* _Problem statement_
The string "parsed" may appear in lines of the data; report how many lines contain it, with no other output.

Saved data entries

=== Begin Enclosure ===

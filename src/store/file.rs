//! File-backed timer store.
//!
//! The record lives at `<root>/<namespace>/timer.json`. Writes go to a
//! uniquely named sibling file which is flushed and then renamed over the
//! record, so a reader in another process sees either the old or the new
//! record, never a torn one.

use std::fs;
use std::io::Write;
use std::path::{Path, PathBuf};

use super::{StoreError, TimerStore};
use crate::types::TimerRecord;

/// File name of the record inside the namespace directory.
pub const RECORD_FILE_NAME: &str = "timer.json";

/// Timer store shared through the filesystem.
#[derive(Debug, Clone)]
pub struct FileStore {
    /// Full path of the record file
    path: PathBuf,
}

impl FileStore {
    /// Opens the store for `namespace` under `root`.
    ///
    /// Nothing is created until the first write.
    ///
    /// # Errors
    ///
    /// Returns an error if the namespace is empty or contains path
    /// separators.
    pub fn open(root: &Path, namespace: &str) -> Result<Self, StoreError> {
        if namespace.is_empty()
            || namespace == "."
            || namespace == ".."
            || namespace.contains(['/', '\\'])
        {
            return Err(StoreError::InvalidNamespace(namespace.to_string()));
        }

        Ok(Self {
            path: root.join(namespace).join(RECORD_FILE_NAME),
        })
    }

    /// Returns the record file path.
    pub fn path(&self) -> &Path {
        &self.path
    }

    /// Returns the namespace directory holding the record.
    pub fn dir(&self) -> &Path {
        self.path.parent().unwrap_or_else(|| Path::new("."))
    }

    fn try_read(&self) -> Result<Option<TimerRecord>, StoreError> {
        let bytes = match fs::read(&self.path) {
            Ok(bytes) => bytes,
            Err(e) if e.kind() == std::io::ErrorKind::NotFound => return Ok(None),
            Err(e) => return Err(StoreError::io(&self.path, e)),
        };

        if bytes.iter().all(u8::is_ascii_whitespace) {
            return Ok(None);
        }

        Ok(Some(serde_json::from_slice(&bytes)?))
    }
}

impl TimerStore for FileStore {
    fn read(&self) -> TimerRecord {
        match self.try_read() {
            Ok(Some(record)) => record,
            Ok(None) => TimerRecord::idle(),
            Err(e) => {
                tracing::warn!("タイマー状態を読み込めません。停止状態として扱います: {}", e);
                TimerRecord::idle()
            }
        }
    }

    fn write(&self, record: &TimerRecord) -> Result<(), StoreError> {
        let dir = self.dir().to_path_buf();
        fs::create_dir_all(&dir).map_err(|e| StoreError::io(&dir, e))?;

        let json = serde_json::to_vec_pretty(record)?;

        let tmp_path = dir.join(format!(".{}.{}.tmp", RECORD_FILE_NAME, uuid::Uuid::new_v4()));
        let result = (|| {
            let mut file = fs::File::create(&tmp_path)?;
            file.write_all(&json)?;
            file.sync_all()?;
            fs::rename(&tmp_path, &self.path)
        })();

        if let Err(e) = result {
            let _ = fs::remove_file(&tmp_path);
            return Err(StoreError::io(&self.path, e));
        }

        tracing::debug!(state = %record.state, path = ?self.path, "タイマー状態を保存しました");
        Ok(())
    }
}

=== End Enclosure ===
=== Begin Enclosure ===

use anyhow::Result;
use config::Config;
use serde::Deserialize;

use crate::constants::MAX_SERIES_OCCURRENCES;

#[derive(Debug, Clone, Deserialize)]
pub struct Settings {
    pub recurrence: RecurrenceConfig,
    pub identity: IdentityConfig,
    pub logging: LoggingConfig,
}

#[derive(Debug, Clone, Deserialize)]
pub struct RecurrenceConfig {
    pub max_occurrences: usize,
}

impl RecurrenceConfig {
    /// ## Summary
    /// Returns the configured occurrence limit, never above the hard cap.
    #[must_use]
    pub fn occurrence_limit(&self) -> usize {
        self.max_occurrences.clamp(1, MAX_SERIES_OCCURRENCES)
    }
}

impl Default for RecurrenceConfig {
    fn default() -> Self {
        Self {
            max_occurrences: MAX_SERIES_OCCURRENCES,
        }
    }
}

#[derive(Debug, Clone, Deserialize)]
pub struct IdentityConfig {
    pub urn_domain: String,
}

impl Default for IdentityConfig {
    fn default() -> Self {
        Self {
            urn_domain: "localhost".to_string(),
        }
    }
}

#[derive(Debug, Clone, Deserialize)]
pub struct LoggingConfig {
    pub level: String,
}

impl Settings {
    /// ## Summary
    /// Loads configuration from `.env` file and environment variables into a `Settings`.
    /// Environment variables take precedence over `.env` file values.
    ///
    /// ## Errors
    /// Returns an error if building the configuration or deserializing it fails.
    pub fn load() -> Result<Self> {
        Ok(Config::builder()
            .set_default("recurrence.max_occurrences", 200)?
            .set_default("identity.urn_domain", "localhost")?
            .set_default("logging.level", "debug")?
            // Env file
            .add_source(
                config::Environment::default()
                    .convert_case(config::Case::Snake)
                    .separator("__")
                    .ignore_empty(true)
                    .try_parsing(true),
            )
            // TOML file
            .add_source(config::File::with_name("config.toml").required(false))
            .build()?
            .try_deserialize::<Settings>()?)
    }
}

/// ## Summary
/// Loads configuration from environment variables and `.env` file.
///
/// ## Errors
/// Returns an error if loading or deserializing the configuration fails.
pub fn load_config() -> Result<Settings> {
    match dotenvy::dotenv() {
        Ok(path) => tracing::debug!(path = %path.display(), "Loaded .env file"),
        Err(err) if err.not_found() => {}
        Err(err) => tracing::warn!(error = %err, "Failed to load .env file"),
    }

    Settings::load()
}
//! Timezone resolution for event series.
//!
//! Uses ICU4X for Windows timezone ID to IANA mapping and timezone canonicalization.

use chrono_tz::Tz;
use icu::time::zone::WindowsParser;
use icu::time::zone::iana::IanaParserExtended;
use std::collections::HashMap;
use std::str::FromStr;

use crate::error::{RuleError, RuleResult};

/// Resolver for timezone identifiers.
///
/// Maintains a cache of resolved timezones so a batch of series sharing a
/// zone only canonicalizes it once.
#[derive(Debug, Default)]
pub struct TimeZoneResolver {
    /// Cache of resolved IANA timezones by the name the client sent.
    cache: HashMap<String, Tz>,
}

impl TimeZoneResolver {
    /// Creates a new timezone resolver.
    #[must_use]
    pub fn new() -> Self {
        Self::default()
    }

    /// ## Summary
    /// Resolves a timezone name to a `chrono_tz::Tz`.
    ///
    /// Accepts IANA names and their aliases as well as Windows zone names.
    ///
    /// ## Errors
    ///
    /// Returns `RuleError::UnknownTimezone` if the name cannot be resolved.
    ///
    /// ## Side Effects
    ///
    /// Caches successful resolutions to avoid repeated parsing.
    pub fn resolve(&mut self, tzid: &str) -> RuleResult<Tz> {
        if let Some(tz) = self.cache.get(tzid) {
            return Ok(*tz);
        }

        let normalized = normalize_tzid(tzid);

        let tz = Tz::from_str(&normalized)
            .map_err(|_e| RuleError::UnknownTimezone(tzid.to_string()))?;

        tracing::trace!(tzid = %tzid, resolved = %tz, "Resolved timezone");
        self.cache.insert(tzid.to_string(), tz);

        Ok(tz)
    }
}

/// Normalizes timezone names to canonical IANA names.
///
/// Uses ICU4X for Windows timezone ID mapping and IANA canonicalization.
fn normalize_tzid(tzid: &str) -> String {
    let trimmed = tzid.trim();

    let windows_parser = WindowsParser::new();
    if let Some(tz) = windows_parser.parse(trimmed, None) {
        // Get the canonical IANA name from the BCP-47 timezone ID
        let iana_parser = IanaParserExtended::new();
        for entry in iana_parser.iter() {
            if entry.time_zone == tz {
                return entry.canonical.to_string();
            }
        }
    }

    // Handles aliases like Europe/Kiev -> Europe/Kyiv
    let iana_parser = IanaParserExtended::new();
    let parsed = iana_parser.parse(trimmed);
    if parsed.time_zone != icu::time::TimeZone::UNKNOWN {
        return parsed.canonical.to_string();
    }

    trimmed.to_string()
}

=== End Enclosure ===

* _Expected output_
3